Elliot Lee Richardson was born in Boston, Massachusetts on July 20, 1920. His mother was Clara Lee Richardson (née Shattuck). His father, Edward Peirson Richardson, was a physician and professor at Harvard Medical School and member of a leading Boston Brahmin family in the city's medical community, including his father, surgeon Maurice Howe Richardson, and brother, naturalist and author Wyman Richardson. In addition to his father, both of Richardson's grandfathers, three uncles, and two of his brothers were physicians at Harvard Medical and Massachusetts General Hospital.

Richardson attended the Park School in Brookline and Milton Academy in Milton, both in Massachusetts. He then obtained his A.B. degree in philosophy from Harvard College, where he resided in Winthrop House, graduated cum laude in 1941, and was an editor of the Harvard Lampoon.

===World War II service===
In 1942, following the U.S. entry into World War II, Richardson enlisted as a combat medic in the U.S. 4th Infantry Division. He participated in the June 6, 1944, Normandy Invasion as a platoon leader, where he crossed a minefield to rescue a fellow officer whose foot was blown off. He was among the first troops to come up Causeway No. 2 from Utah Beach, which had been under fire from German artillery at Brécourt Manor. He was among the many who noticed the guns ceasing their firing after (unbeknownst to him) paratroopers of the 101st under Lieutenant Richard Winters had knocked them out. After Stephen Ambrose's book Band of Brothers was published, Richardson wrote to Winters and thanked him.

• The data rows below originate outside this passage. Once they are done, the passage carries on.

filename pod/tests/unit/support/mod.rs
//! Shared test fixtures

#![allow(dead_code)]

use std::path::{Path, PathBuf};
use std::process::Command;
use std::sync::{Arc, Mutex};
use std::time::Duration;

use async_trait::async_trait;
use chrono::Utc;
use tempfile::TempDir;

use pod::app::options::DeployOptions;
use pod::errors::PodError;
use pod::models::process::{LaunchDescriptor, ProcessInstance, ProcessStatus};
use pod::orchestrator::Orchestrator;
use pod::registry::{RegistryStore, StorageLayout};
use pod::supervisor::Supervisor;

#[derive(Default)]
struct FakeState {
    processes: Vec<ProcessInstance>,
    next_id: u64,
    launches: Vec<LaunchDescriptor>,
    stops: Vec<u64>,
    restarts: Vec<u64>,
    unavailable: bool,
}

/// In-memory supervisor recording every call
#[derive(Default)]
pub struct FakeSupervisor {
    state: Mutex<FakeState>,
}

impl FakeSupervisor {
    pub fn new() -> Arc<Self> {
        Arc::new(Self::default())
    }

    pub fn set_unavailable(&self, unavailable: bool) {
        self.state.lock().unwrap().unavailable = unavailable;
    }

    /// Add a process as if another tool had started it
    pub fn insert(&self, name: &str, script: &Path, status: ProcessStatus) -> u64 {
        let mut state = self.state.lock().unwrap();
        let id = state.next_id;
        state.next_id += 1;
        state.processes.push(process(id, name, script, status));
        id
    }

    pub fn set_status(&self, id: u64, status: ProcessStatus) {
        let mut state = self.state.lock().unwrap();
        if let Some(p) = state.processes.iter_mut().find(|p| p.id == id) {
            p.status = status;
        }
    }

    pub fn processes(&self) -> Vec<ProcessInstance> {
        self.state.lock().unwrap().processes.clone()
    }

    pub fn launches(&self) -> Vec<LaunchDescriptor> {
        self.state.lock().unwrap().launches.clone()
    }

    pub fn stops(&self) -> Vec<u64> {
        self.state.lock().unwrap().stops.clone()
    }

    pub fn restarts(&self) -> Vec<u64> {
        self.state.lock().unwrap().restarts.clone()
    }

    fn check(&self) -> Result<(), PodError> {
        if self.state.lock().unwrap().unavailable {
            return Err(PodError::SupervisorUnavailable("fake supervisor is down".to_string()));
        }
        Ok(())
    }
}

#[async_trait]
impl Supervisor for FakeSupervisor {
    async fn list(&self) -> Result<Vec<ProcessInstance>, PodError> {
        self.check()?;
        Ok(self.processes())
    }

    async fn launch(&self, descriptor: &LaunchDescriptor) -> Result<(), PodError> {
        self.check()?;
        let mut state = self.state.lock().unwrap();
        for _ in 0..descriptor.instances {
            let id = state.next_id;
            state.next_id += 1;
            state.processes.push(process(
                id,
                &descriptor.name,
                &descriptor.script,
                ProcessStatus::Online,
            ));
        }
        state.launches.push(descriptor.clone());
        Ok(())
    }

    async fn stop_instance(&self, id: u64) -> Result<(), PodError> {
        self.check()?;
        let mut state = self.state.lock().unwrap();
        state.processes.retain(|p| p.id != id);
        state.stops.push(id);
        Ok(())
    }

    async fn restart_instance(&self, id: u64) -> Result<(), PodError> {
        self.check()?;
        let mut state = self.state.lock().unwrap();
        if let Some(p) = state.processes.iter_mut().find(|p| p.id == id) {
            p.status = ProcessStatus::Online;
            p.restart_count += 1;
            p.uptime_start = Some(Utc::now());
        }
        state.restarts.push(id);
        Ok(())
    }
}

fn process(id: u64, name: &str, script: &Path, status: ProcessStatus) -> ProcessInstance {
    ProcessInstance {
        id,
        pid: Some(4000 + id as u32),
        name: name.to_string(),
        script: Some(script.to_path_buf()),
        status,
        uptime_start: Some(Utc::now()),
        restart_count: 0,
        cpu: 0.5,
        memory: 2 * 1024 * 1024,
    }
}

/// A pod root in a temp dir wired to a [`FakeSupervisor`]
pub struct TestPod {
    pub dir: TempDir,
    pub supervisor: Arc<FakeSupervisor>,
    pub orchestrator: Arc<Orchestrator>,
}

impl TestPod {
    pub async fn new() -> Self {
        Self::with_timeout(Duration::from_secs(10)).await
    }

    pub async fn with_timeout(webhook_timeout: Duration) -> Self {
        let dir = tempfile::tempdir().unwrap();
        let registry = RegistryStore::init(dir.path().join("podrc"), dir.path().join("pod"))
            .await
            .unwrap();
        let supervisor = FakeSupervisor::new();
        let options = DeployOptions {
            webhook_timeout,
            cli_timeout: None,
            shell: "bash".to_string(),
            pod_bin: PathBuf::from("true"),
        };
        let orchestrator = Orchestrator::new(Arc::new(registry), supervisor.clone(), options).await;
        Self {
            dir,
            supervisor,
            orchestrator,
        }
    }

    pub fn layout(&self) -> &StorageLayout {
        self.orchestrator.layout()
    }

    pub fn config_path(&self) -> PathBuf {
        self.dir.path().join("podrc")
    }

    /// Register `name` without touching git, with an entry script in place
    pub async fn register_with_script(&self, name: &str, options: serde_json::Value) -> PathBuf {
        let options = options.as_object().cloned().unwrap_or_default();
        let app = self.orchestrator.registry().create(name, options).await.unwrap();
        let work_tree = self.layout().work_tree(name);
        work_tree.create().await.unwrap();
        if !app.is_remote() {
            self.layout().bare_repo(name).create().await.unwrap();
        }
        std::fs::write(&app.script_path, "require('http').createServer().listen(3000)\n").unwrap();
        app.script_path
    }
}

/// Run git in `dir` with a fixed identity, returning trimmed stdout
pub fn run_git(dir: &Path, args: &[&str]) -> String {
    let output = Command::new("git")
        .current_dir(dir)
        .args(args)
        .env("GIT_AUTHOR_NAME", "Pod Test")
        .env("GIT_AUTHOR_EMAIL", "pod@example.com")
        .env("GIT_COMMITTER_NAME", "Pod Test")
        .env("GIT_COMMITTER_EMAIL", "pod@example.com")
        .env_remove("GIT_DIR")
        .env_remove("GIT_WORK_TREE")
        .output()
        .unwrap();
    assert!(
        output.status.success(),
        "git {:?} failed: {}",
        args,
        String::from_utf8_lossy(&output.stderr)
    );
    String::from_utf8_lossy(&output.stdout).trim().to_string()
}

He continued to serve in the 4th Infantry Division throughout the European campaign and received the Bronze Star Medal and Purple Heart with oak leaf cluster. He was discharged in 1945 with the rank of first lieutenant.

===Legal career===
Following his discharge, Richardson enrolled at Harvard Law School. In choosing law over medicine, Richardson would later reflect, "I was not sorry to pass up medicine as a career. It seemed too much like a book I had read before." While at Harvard, he served as president of the Harvard Law Review.

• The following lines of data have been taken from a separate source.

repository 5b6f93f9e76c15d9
//! Application wiring

pub mod options;
pub mod run;
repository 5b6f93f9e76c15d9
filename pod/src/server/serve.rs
//! HTTP server setup

use std::future::Future;
use std::sync::Arc;

use axum::{
    middleware,
    routing::{get, post},
    Router,
};
use tokio::net::TcpListener;
use tokio::task::JoinHandle;
use tower_http::trace::TraceLayer;
use tracing::info;

use crate::app::options::ServerOptions;
use crate::errors::PodError;
use crate::server::auth::require_basic_auth;
use crate::server::handlers::{apps_json_handler, health_handler, hook_handler};
use crate::server::state::ServerState;

/// Routes of the webhook/dashboard server
pub fn build_router(state: Arc<ServerState>) -> Router {
    let dashboard = Router::new()
        .route("/json", get(apps_json_handler))
        .route_layer(middleware::from_fn_with_state(
            state.clone(),
            require_basic_auth,
        ));

    Router::new()
        .route("/health", get(health_handler))
        .route("/hooks/{app_id}", post(hook_handler))
        .merge(dashboard)
        .with_state(state)
        .layer(TraceLayer::new_for_http())
}

/// Start the HTTP server
pub async fn serve(
    options: &ServerOptions,
    state: Arc<ServerState>,
    shutdown_signal: impl Future<Output = ()> + Send + 'static,
) -> Result<JoinHandle<Result<(), PodError>>, PodError> {
    let app = build_router(state);

    let addr = format!("{}:{}", options.host, options.port);
    info!("Starting HTTP server on {}", addr);

    let listener = TcpListener::bind(&addr)
        .await
        .map_err(|e| PodError::ServerError(format!("cannot bind {}: {}", addr, e)))?;

    let handle = tokio::spawn(async move {
        axum::serve(listener, app)
            .with_graceful_shutdown(shutdown_signal)
            .await
            .map_err(|e| PodError::ServerError(e.to_string()))
    });

    Ok(handle)
}
//! pod - Entry Point
//!
//! Git push deployment and lifecycle management for Node.js apps run by pm2.

use clap::Parser;
use colored::Colorize;

use pod::cli::{execute, Cli};
use pod::errors::PodError;

#[tokio::main]
async fn main() {
    let cli = Cli::parse();

    if let Err(e) = execute(cli).await {
        eprintln!("{} {:#}", "pod".red().bold(), e);
        let code = e.downcast_ref::<PodError>().map(PodError::exit_code).unwrap_or(1);
        std::process::exit(code);
    }
}
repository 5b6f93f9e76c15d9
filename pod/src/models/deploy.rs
//! Deployment outcome models

use serde::{Deserialize, Serialize};

/// Result of one deploy hook run
#[derive(Debug, Clone, PartialEq, Eq, Serialize, Deserialize)]
pub struct DeployOutcome {
    pub app_name: String,

    /// Hook exited with status 0
    pub succeeded: bool,

    /// Work tree HEAD before the hook ran, absent for an empty repository
    #[serde(skip_serializing_if = "Option::is_none")]
    pub previous_commit_hash: Option<String>,

    /// Work tree HEAD after a successful run
    #[serde(skip_serializing_if = "Option::is_none")]
    pub new_commit_hash: Option<String>,

    /// Hook exit status, absent when killed by a signal
    #[serde(skip_serializing_if = "Option::is_none")]
    pub exit_code: Option<i32>,
}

After his graduation in 1947, Richardson was a law clerk for Judge Learned Hand on the United States Court of Appeals for the Second Circuit and Associate Justice Felix Frankfurter on the Supreme Court of the United States. Following his clerkships, Richardson joined the law firm Ropes, Gray, Best, Coolidge & Rugg (now Ropes & Gray) in Boston but soon became convinced that private practice "did not match the satisfaction of doing a good job for the public." In 1953, Frankfurter proposed Richardson for the presidency of Harvard when the office became open, even though Richardson was only 33 years old.

===Early political career===
While at Ropes & Gray, Richardson became active in Massachusetts Republican politics and supported the presidential campaign of Dwight D. Eisenhower. In 1953, he briefly joined the staff of United States senator Leverett Saltonstall before returning to private practice. In 1957, Eisenhower appointed Richardson assistant secretary for legislation in the Department of Health, Education and Welfare, where he worked to develop the National Defense Education Act and Social Security legislation.

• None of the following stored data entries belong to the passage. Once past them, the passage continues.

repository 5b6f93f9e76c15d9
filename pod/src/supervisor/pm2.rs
//! PM2 adapter driving the `pm2` command line

use std::path::PathBuf;

use async_trait::async_trait;
use chrono::{DateTime, TimeZone, Utc};
use serde::Deserialize;
use serde_json::{json, Value};
use tokio::process::Command;
use tracing::{debug, info};

use crate::errors::PodError;
use crate::filesys::file::File;
use crate::models::process::{LaunchDescriptor, ProcessInstance, ProcessStatus};
use crate::supervisor::Supervisor;

/// Supervisor backed by a local PM2 installation
#[derive(Debug, Clone)]
pub struct Pm2Supervisor {
    binary: PathBuf,
    scratch_dir: PathBuf,
}

impl Default for Pm2Supervisor {
    fn default() -> Self {
        Self::new("pm2")
    }
}

impl Pm2Supervisor {
    pub fn new(binary: impl Into<PathBuf>) -> Self {
        Self {
            binary: binary.into(),
            scratch_dir: std::env::temp_dir(),
        }
    }

    /// Directory for the transient ecosystem files passed to `pm2 start`
    pub fn with_scratch_dir(mut self, dir: impl Into<PathBuf>) -> Self {
        self.scratch_dir = dir.into();
        self
    }

    async fn run(&self, args: &[&str]) -> Result<String, PodError> {
        debug!("Running {} {}", self.binary.display(), args.join(" "));
        let output = Command::new(&self.binary)
            .args(args)
            .output()
            .await
            .map_err(|e| {
                if e.kind() == std::io::ErrorKind::NotFound {
                    PodError::SupervisorUnavailable(format!(
                        "{} not found in PATH",
                        self.binary.display()
                    ))
                } else {
                    PodError::SupervisorUnavailable(format!(
                        "failed to run {}: {}",
                        self.binary.display(),
                        e
                    ))
                }
            })?;

        if !output.status.success() {
            let stderr = String::from_utf8_lossy(&output.stderr);
            return Err(PodError::Supervisor(format!(
                "pm2 {} failed: {}",
                args.join(" "),
                stderr.trim()
            )));
        }
        Ok(String::from_utf8_lossy(&output.stdout).into_owned())
    }
}

#[async_trait]
impl Supervisor for Pm2Supervisor {
    async fn list(&self) -> Result<Vec<ProcessInstance>, PodError> {
        let stdout = self.run(&["jlist"]).await?;
        parse_jlist(&stdout)
    }

    async fn launch(&self, descriptor: &LaunchDescriptor) -> Result<(), PodError> {
        let file = File::new(
            self.scratch_dir
                .join(format!("pod-{}-{}.json", descriptor.name, uuid::Uuid::new_v4().simple())),
        );
        file.write_json(&ecosystem(descriptor)?).await?;

        let path = file.path().to_string_lossy().into_owned();
        let result = self.run(&["start", &path]).await;
        if let Err(e) = file.delete().await {
            debug!("Failed to remove ecosystem file: {}", e);
        }
        result?;

        info!(
            "Launched {} ({} instance(s)) under pm2",
            descriptor.name, descriptor.instances
        );
        Ok(())
    }

    async fn stop_instance(&self, id: u64) -> Result<(), PodError> {
        let id = id.to_string();
        self.run(&["stop", &id]).await?;
        self.run(&["delete", &id]).await?;
        Ok(())
    }

    async fn restart_instance(&self, id: u64) -> Result<(), PodError> {
        self.run(&["restart", &id.to_string()]).await?;
        Ok(())
    }
}

/// Build the `{ "apps": [...] }` document understood by `pm2 start`
fn ecosystem(descriptor: &LaunchDescriptor) -> Result<Value, PodError> {
    let mut app = serde_json::to_value(descriptor)?;
    if let Value::Object(map) = &mut app {
        if descriptor.instances > 1 {
            map.insert("exec_mode".to_string(), json!("cluster"));
        }
    }
    Ok(json!({ "apps": [app] }))
}

#[derive(Debug, Deserialize)]
struct Pm2Process {
    pm_id: u64,
    #[serde(default)]
    pid: Option<u32>,
    name: String,
    #[serde(default)]
    pm2_env: Pm2Env,
    #[serde(default)]
    monit: Pm2Monit,
}

#[derive(Debug, Default, Deserialize)]
struct Pm2Env {
    #[serde(default)]
    pm_exec_path: Option<PathBuf>,
    #[serde(default)]
    status: Option<ProcessStatus>,
    #[serde(default)]
    pm_uptime: Option<i64>,
    #[serde(default)]
    restart_time: u32,
}

#[derive(Debug, Default, Deserialize)]
struct Pm2Monit {
    #[serde(default)]
    memory: u64,
    #[serde(default)]
    cpu: f32,
}

/// Parse `pm2 jlist` output, skipping any banner printed before the JSON
fn parse_jlist(stdout: &str) -> Result<Vec<ProcessInstance>, PodError> {
    let mut offset = 0;
    let mut start = None;
    for line in stdout.split_inclusive('\n') {
        let trimmed = line.trim_start();
        if opens_json_array(trimmed) {
            start = Some(offset + (line.len() - trimmed.len()));
            break;
        }
        offset += line.len();
    }
    let Some(start) = start else {
        return Ok(Vec::new());
    };

    let procs: Vec<Pm2Process> = serde_json::from_str(stdout[start..].trim_end())
        .map_err(|e| PodError::Supervisor(format!("unreadable pm2 process list: {}", e)))?;

    Ok(procs.into_iter().map(ProcessInstance::from).collect())
}

/// `[{...` or `[]`, as opposed to banner lines such as `[PM2] ...`
fn opens_json_array(line: &str) -> bool {
    match line.strip_prefix('[') {
        Some(rest) => {
            let rest = rest.trim_start();
            rest.is_empty() || rest.starts_with('{') || rest.starts_with(']')
        }
        None => false,
    }
}

impl From<Pm2Process> for ProcessInstance {
    fn from(p: Pm2Process) -> Self {
        let status = p.pm2_env.status.unwrap_or(ProcessStatus::Unknown);
        ProcessInstance {
            id: p.pm_id,
            pid: p.pid.filter(|pid| *pid > 0),
            name: p.name,
            script: p.pm2_env.pm_exec_path,
            status,
            uptime_start: p.pm2_env.pm_uptime.and_then(millis_to_datetime),
            restart_count: p.pm2_env.restart_time,
            cpu: p.monit.cpu,
            memory: p.monit.memory,
        }
    }
}

fn millis_to_datetime(ms: i64) -> Option<DateTime<Utc>> {
    Utc.timestamp_millis_opt(ms).single()
}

In 1959, Eisenhower appointed Richardson to serve as United States attorney for the District of Massachusetts. He gained a reputation as a tough prosecutor with a special reputation for tax fraud cases. He later wrote, "in my Inferno, tax evaders occupy a circle of their own. ... I take great satisfaction, therefore, in the fact that during my tenure as U.S. Attorney for the district of Massachusetts, every tax evader we prosecuted was convicted, and all of them went to jail." Among his highest profile convictions was that of Bernard Goldfine, a Boston textile manufacturer, for gifts to White House aide Sherman Adams. He remained in the role through the end of the Eisenhower administration in 1961, when he returned to Ropes & Gray as a partner.

In 1962, Richardson ran for Attorney General of Massachusetts but lost the Republican primary to Edward Brooke.

After returning to the firm, Richardson left permanently in 1964 after he was elected the lieutenant governor of Massachusetts. In 1966, he was elected Attorney General of Massachusetts to succeed Brooke. As of 2025, he is the last Republican to have served as Attorney General of Massachusetts.

==Nixon administration==
Richardson joined the Nixon administration in 1969 as undersecretary of state.

Richardson had the distinction of serving in three high-level Executive Branch posts in a single year—the tumultuous year of 1973—as the Watergate Scandal came to dominate the attention of official Washington, and the American public at large. He is one of two persons to hold four separate cabinet positions.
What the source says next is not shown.